(Saved entries)
_ _ _ _
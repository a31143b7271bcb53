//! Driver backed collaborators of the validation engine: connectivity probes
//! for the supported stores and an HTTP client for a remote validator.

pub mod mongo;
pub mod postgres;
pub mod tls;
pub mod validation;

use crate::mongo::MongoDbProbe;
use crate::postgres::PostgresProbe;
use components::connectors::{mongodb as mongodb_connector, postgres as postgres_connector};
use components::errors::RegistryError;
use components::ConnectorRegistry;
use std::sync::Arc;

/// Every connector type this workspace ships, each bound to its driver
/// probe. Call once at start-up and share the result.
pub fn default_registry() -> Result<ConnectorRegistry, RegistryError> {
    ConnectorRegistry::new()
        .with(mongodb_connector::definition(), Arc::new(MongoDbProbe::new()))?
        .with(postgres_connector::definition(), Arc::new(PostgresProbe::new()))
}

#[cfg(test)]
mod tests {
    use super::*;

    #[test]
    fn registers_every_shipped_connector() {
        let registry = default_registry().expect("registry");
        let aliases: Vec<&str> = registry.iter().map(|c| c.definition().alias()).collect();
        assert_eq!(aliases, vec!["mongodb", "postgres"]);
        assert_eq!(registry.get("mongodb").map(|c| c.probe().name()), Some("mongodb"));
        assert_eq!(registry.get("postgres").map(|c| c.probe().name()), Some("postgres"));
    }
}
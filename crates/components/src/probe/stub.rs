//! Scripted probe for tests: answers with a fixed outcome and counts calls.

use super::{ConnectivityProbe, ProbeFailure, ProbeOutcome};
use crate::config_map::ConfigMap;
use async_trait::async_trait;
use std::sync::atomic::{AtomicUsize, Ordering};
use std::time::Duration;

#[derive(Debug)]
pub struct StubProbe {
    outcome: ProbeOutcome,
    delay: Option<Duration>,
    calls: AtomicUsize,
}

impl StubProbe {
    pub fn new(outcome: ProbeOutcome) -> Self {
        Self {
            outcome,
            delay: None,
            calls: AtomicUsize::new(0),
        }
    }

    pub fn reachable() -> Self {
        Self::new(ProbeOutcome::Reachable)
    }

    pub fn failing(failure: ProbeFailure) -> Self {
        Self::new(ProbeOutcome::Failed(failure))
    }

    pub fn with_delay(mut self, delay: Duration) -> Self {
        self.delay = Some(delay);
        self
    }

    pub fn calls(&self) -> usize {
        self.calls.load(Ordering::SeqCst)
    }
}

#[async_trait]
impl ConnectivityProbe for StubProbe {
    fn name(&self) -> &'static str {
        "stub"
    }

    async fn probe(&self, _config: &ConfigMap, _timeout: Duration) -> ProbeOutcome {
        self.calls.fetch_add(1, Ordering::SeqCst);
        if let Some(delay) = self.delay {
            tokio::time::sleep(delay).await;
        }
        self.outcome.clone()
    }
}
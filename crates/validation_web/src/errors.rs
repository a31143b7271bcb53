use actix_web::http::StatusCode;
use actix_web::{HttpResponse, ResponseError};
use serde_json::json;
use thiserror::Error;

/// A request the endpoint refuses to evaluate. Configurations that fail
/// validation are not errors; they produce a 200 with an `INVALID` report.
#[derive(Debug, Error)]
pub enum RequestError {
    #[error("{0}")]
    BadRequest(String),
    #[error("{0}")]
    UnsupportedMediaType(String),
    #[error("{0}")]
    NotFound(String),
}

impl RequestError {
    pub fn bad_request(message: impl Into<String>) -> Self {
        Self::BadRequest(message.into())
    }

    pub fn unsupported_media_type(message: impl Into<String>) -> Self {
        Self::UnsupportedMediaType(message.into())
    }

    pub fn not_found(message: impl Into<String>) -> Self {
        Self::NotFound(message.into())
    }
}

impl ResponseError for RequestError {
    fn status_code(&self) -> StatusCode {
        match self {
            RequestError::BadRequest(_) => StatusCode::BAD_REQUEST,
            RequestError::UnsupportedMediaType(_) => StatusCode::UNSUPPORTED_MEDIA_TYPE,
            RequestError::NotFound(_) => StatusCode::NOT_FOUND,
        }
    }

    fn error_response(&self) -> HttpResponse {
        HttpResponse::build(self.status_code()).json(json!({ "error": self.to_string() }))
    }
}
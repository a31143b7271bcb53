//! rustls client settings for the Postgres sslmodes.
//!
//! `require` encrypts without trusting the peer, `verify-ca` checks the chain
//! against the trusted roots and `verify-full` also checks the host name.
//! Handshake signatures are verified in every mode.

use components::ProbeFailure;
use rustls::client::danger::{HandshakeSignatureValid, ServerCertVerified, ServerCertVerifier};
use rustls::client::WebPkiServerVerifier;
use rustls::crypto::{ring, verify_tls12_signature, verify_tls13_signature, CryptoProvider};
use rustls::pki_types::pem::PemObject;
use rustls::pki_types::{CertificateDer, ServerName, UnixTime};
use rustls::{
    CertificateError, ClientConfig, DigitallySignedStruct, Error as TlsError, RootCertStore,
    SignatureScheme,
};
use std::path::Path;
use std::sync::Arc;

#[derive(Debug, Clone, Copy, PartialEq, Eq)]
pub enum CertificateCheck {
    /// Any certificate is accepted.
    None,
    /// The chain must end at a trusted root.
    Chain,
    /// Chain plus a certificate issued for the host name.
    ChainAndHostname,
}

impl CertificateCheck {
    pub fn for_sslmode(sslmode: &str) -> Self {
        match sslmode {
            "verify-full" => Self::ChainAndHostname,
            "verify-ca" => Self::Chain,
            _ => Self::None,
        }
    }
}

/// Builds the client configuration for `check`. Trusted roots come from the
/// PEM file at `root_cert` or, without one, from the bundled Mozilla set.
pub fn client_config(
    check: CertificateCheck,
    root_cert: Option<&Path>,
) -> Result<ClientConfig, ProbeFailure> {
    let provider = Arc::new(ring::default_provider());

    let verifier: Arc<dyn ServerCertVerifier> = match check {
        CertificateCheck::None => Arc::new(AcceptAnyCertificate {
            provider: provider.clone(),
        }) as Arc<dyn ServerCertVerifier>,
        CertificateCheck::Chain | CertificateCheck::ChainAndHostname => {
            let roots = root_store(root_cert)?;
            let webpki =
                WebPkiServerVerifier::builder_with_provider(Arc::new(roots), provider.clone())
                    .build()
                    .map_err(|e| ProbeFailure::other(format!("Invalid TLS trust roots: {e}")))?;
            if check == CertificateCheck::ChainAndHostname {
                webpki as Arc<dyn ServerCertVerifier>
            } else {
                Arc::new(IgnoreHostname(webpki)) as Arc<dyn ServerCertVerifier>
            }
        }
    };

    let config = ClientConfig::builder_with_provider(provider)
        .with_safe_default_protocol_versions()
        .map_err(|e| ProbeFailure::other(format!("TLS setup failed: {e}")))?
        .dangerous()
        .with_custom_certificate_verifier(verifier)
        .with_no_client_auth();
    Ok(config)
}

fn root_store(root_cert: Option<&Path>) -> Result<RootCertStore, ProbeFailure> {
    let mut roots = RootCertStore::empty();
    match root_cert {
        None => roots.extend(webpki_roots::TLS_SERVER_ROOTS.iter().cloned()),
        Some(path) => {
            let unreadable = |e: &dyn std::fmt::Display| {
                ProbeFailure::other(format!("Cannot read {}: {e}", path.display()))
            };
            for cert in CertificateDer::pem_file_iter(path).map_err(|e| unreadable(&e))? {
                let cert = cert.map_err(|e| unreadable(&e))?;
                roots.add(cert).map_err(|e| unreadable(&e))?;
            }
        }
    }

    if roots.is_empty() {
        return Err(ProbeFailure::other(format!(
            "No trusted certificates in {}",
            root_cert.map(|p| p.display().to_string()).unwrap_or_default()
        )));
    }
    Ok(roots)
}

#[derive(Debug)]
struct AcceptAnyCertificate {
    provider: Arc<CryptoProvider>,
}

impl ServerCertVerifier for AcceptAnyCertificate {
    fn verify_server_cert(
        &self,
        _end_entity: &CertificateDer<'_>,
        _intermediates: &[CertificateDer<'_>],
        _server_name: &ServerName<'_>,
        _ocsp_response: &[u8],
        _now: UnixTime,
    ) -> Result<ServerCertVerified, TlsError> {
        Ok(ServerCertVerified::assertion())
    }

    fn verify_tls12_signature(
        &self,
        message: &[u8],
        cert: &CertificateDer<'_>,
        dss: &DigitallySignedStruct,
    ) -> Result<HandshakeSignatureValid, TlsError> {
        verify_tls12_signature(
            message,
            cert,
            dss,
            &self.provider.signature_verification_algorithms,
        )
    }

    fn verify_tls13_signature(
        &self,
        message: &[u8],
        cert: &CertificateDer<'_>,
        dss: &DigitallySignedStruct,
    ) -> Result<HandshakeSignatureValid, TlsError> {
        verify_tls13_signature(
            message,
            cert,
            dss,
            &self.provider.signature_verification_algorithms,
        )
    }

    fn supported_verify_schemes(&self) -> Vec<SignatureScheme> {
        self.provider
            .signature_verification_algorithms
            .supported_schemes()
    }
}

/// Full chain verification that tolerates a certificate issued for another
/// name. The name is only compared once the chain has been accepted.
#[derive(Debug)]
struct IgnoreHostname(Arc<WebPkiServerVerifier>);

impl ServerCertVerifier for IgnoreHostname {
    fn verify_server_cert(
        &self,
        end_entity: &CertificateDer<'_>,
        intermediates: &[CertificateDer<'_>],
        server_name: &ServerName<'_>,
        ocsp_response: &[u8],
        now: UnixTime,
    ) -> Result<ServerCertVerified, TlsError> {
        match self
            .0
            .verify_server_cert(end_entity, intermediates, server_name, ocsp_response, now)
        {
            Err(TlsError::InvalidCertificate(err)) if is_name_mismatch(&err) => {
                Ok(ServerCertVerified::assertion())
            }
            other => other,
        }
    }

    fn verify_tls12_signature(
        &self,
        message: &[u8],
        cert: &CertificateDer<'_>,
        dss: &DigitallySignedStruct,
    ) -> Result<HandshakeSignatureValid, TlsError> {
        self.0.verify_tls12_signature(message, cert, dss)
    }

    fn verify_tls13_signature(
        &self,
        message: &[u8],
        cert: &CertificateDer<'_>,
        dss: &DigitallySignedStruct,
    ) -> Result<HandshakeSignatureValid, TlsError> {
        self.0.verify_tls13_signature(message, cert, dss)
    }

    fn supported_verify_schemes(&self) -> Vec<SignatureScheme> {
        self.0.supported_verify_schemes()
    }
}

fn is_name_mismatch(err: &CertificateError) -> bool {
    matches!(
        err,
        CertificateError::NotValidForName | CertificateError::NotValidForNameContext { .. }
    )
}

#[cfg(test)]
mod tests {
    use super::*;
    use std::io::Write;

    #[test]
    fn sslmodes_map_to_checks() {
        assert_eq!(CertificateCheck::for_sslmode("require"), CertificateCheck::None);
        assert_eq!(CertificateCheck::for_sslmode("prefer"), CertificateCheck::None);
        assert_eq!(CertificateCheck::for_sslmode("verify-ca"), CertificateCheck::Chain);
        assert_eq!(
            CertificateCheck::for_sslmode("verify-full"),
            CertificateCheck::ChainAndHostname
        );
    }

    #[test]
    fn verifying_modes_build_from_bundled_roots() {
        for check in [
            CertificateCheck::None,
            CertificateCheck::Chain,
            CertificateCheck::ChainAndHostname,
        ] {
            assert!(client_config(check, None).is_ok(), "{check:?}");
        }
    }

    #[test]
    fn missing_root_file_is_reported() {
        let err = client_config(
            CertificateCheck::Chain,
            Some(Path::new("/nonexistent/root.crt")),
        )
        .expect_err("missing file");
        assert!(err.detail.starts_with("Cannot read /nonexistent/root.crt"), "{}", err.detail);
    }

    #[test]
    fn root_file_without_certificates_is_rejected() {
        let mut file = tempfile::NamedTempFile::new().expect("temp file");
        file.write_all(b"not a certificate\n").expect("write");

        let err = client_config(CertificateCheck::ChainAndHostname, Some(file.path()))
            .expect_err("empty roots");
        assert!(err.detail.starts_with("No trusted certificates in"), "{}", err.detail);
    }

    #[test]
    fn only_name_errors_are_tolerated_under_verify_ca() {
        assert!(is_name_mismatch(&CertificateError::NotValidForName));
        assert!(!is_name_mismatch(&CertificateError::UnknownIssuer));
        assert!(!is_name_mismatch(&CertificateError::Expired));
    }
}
_ _ _ _
> **EXERCISE DETAILS**: Nothing should be returned except the lines from the first line of the data above through the line with "pub fn calls(&self)", each one exact.

> **RESPONSE TO THE TASK**:
repository a31143b7271bcb53
//! Driver backed collaborators of the validation engine: connectivity probes
//! for the supported stores and an HTTP client for a remote validator.

pub mod mongo;
pub mod postgres;
pub mod tls;
pub mod validation;

use crate::mongo::MongoDbProbe;
use crate::postgres::PostgresProbe;
use components::connectors::{mongodb as mongodb_connector, postgres as postgres_connector};
use components::errors::RegistryError;
use components::ConnectorRegistry;
use std::sync::Arc;

/// Every connector type this workspace ships, each bound to its driver
/// probe. Call once at start-up and share the result.
pub fn default_registry() -> Result<ConnectorRegistry, RegistryError> {
    ConnectorRegistry::new()
        .with(mongodb_connector::definition(), Arc::new(MongoDbProbe::new()))?
        .with(postgres_connector::definition(), Arc::new(PostgresProbe::new()))
}

#[cfg(test)]
mod tests {
    use super::*;

    #[test]
    fn registers_every_shipped_connector() {
        let registry = default_registry().expect("registry");
        let aliases: Vec<&str> = registry.iter().map(|c| c.definition().alias()).collect();
        assert_eq!(aliases, vec!["mongodb", "postgres"]);
        assert_eq!(registry.get("mongodb").map(|c| c.probe().name()), Some("mongodb"));
        assert_eq!(registry.get("postgres").map(|c| c.probe().name()), Some("postgres"));
    }
}
filename crates/components/src/probe/stub.rs
//! Scripted probe for tests: answers with a fixed outcome and counts calls.

use super::{ConnectivityProbe, ProbeFailure, ProbeOutcome};
use crate::config_map::ConfigMap;
use async_trait::async_trait;
use std::sync::atomic::{AtomicUsize, Ordering};
use std::time::Duration;

#[derive(Debug)]
pub struct StubProbe {
    outcome: ProbeOutcome,
    delay: Option<Duration>,
    calls: AtomicUsize,
}

impl StubProbe {
    pub fn new(outcome: ProbeOutcome) -> Self {
        Self {
            outcome,
            delay: None,
            calls: AtomicUsize::new(0),
        }
    }

    pub fn reachable() -> Self {
        Self::new(ProbeOutcome::Reachable)
    }

    pub fn failing(failure: ProbeFailure) -> Self {
        Self::new(ProbeOutcome::Failed(failure))
    }

    pub fn with_delay(mut self, delay: Duration) -> Self {
        self.delay = Some(delay);
        self
    }

    pub fn calls(&self) -> usize {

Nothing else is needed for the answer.